Topic Cholesterol - An Explanation Using a Military Context

  • Mon 16th Apr 2018 - 12:44pm

    The example in the last paragraph leads me to my point in this section. Determine and record your daily blood Blood Pressure Decreaser pressure patterns right alongside your daily medication log. In my case, there is a very strong correlation between the medication's effectiveness wearing off and my blood pressure rising. Since I do not want it to rise at all where I can help it I worked with my cardiologist to determine when I should take which medications so I can keep the pressure closer to the right level all the time. In the absence of keeping your own (and very honest) log of blood pressures and medication times and amounts, your doctor can only guess at amounts and times of day based on the averages found in studies and the one blood pressure reading they took when you walked into the exam room. This can easily result in being undermedicated, resulting in high blood pressure more than necessary, or being overmedicated, resulting in being more zombie-like than necessary. Measure your blood pressure often and record the results, medications and other notes you think may be important and present them to your doctor. He or she will appreciate having real information and the opportunity to adjust your medications as they need to be uniquely for you and for greatest success with the least medication.

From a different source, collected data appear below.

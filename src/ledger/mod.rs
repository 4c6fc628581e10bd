//! StepLedger + TimeIsland (C6).
//!
//! Durable, append-only, hash-chained per-session record store with a
//! single-writer discipline (§4.6).

pub mod island;
pub mod record;
pub mod writer;

use std::path::PathBuf;
use std::sync::Arc;

use dashmap::DashMap;
use serde_json::Value;
use uuid::Uuid;

use crate::error::LedgerError;
use crate::gate::Decision;
use crate::sensor::Triple;

pub use island::{IslandState, TimeIsland};
pub use record::{RecordKind, StepRecord};
use writer::LedgerWriter;

/// Facade over the whole per-island ledger store (§4.6 contract).
pub struct StepLedger {
    islands: DashMap<Uuid, Arc<TimeIsland>>,
    log_dir: PathBuf,
}

impl StepLedger {
    pub fn new(log_dir: impl Into<PathBuf>) -> Self {
        Self {
            islands: DashMap::new(),
            log_dir: log_dir.into(),
        }
    }

    pub async fn create_island(&self, constitution_version: u64) -> Result<Uuid, LedgerError> {
        let island_id = Uuid::new_v4();
        let writer = LedgerWriter::open(self.log_dir.join(format!("{island_id}.ndjson")))?;
        let island = Arc::new(TimeIsland::new(island_id, writer));
        island
            .append(
                RecordKind::IslandStart,
                serde_json::json!({}),
                constitution_version,
                None,
                None,
                None,
            )
            .await?;
        self.islands.insert(island_id, island);
        Ok(island_id)
    }

    /// Rebuild an island's in-memory index from its on-disk record stream
    /// rather than creating a brand new one (§4.6.2 restart recovery).
    /// The records are trusted as-is; callers that need to detect tamper
    /// should call [`StepLedger::verify_chain`] immediately afterward.
    pub async fn reopen_island(&self, island_id: Uuid) -> Result<(), LedgerError> {
        let path = self.log_dir.join(format!("{island_id}.ndjson"));
        let records = LedgerWriter::replay(&path)?;
        let writer = LedgerWriter::open(path)?;
        let island = Arc::new(TimeIsland::from_records(island_id, writer, records));
        self.islands.insert(island_id, island);
        Ok(())
    }

    fn get(&self, island_id: Uuid) -> Result<Arc<TimeIsland>, LedgerError> {
        self.islands
            .get(&island_id)
            .map(|entry| entry.value().clone())
            .ok_or(LedgerError::IslandNotFound(island_id))
    }

    #[allow(clippy::too_many_arguments)]
    pub async fn append(
        &self,
        island_id: Uuid,
        kind: RecordKind,
        payload: Value,
        constitution_version: u64,
        triple: Option<Triple>,
        poav: Option<f64>,
        decision: Option<Decision>,
    ) -> Result<StepRecord, LedgerError> {
        let island = self.get(island_id)?;
        island
            .append(kind, payload, constitution_version, triple, poav, decision)
            .await
    }

    pub fn suspend(&self, island_id: Uuid) -> Result<(), LedgerError> {
        self.get(island_id)?.suspend()
    }

    pub fn resume(&self, island_id: Uuid) -> Result<(), LedgerError> {
        self.get(island_id)?.resume()
    }

    /// Idempotent close: closing an already-CLOSED island is a no-op
    /// (§8 laws).
    pub async fn close(&self, island_id: Uuid, constitution_version: u64) -> Result<(), LedgerError> {
        let island = self.get(island_id)?;
        if island.state() == IslandState::Closed {
            return Ok(());
        }
        island
            .append(
                RecordKind::IslandEnd,
                serde_json::json!({"reason": "caller_requested"}),
                constitution_version,
                None,
                None,
                None,
            )
            .await?;
        Ok(())
    }

    /// Force-close an island with a structured reason without requiring
    /// the caller to supply a payload (used by the circuit breaker and by
    /// integrity-failure handling, §4.7, §7).
    pub async fn force_close(
        &self,
        island_id: Uuid,
        constitution_version: u64,
        reason: &str,
    ) -> Result<(), LedgerError> {
        let island = self.get(island_id)?;
        if island.state() == IslandState::Closed {
            return Ok(());
        }
        island
            .append(
                RecordKind::IslandEnd,
                serde_json::json!({"reason": reason}),
                constitution_version,
                None,
                None,
                None,
            )
            .await?;
        Ok(())
    }

    pub fn verify_chain(&self, island_id: Uuid) -> Result<bool, LedgerError> {
        Ok(self.get(island_id)?.verify_chain())
    }

    pub fn tip(&self, island_id: Uuid) -> Result<String, LedgerError> {
        Ok(self.get(island_id)?.tip_hash())
    }

    pub fn state(&self, island_id: Uuid) -> Result<IslandState, LedgerError> {
        Ok(self.get(island_id)?.state())
    }

    pub fn consecutive_rollbacks(&self, island_id: Uuid) -> Result<u32, LedgerError> {
        Ok(self.get(island_id)?.consecutive_rollbacks())
    }

    pub fn records(&self, island_id: Uuid) -> Result<Vec<StepRecord>, LedgerError> {
        Ok(self.get(island_id)?.records_snapshot())
    }

    pub fn island_handle(&self, island_id: Uuid) -> Result<Arc<TimeIsland>, LedgerError> {
        self.get(island_id)
    }
}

    Having your daily blood pressure cycles under control and your medication properly adjusted is very important to safely working after a heart attack. The pressure and fatigue of most jobs is probably going to play havoc with you so make sure you have the groundwork laid to help prevent that workplace havoc from harming your health any more than it has to. Once you get your medications balanced and your daily blood pressure cycles nice and steady in the good range make sure to keep monitoring. The stress levels of your work and life may go up or down, your heart and body may become significantly stronger or weaker, your metabolism of the medication may evolve and other factors may affect that daily cycle and change it over time. If those changes result in resetting your system for higher or lower blood pressures you may end up undermedicated or overmedicated even though you did not change anything. Keep on monitoring and working with your doctor to keep that blood pressure in its ideal range.